# WORK REQUIRED
Pick out every line in the data below that holds "holding".
---- INFORMATION
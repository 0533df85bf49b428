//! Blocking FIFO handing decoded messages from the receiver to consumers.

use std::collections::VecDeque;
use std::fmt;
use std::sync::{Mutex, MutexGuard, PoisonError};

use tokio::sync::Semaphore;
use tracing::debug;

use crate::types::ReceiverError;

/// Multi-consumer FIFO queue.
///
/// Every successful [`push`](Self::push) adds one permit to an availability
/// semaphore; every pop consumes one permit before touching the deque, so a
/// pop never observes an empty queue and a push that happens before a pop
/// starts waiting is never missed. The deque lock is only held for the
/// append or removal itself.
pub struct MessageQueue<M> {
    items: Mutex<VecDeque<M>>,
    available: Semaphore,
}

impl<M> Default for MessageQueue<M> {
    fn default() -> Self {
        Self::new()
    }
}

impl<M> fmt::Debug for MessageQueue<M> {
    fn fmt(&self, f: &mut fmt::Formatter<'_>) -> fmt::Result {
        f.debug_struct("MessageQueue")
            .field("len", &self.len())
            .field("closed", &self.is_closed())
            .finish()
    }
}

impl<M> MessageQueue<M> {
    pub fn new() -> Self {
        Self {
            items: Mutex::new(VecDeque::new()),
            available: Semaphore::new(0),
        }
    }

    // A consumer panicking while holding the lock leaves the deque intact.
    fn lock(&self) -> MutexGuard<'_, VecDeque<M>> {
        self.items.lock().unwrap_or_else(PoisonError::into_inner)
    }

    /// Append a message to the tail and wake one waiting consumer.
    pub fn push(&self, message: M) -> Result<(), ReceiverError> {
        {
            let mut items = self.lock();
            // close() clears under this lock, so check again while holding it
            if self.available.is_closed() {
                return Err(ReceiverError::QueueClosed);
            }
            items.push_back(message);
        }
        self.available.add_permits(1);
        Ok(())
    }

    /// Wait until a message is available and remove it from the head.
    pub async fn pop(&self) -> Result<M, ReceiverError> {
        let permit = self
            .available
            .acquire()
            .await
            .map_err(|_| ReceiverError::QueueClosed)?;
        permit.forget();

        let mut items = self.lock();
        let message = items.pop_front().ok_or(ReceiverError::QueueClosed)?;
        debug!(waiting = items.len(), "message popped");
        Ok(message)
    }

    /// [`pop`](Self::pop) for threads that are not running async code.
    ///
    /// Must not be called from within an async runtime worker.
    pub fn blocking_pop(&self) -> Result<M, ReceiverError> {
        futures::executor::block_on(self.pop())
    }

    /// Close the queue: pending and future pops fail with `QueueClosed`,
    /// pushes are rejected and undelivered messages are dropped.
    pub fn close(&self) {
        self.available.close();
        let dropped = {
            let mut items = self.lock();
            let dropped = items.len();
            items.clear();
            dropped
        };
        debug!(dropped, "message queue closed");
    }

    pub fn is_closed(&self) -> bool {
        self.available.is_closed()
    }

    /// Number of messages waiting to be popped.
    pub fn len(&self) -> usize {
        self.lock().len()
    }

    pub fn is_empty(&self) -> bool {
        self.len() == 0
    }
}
--------
# EXERCISE OUTPUT
    // A consumer panicking while holding the lock leaves the deque intact.
            // close() clears under this lock, so check again while holding it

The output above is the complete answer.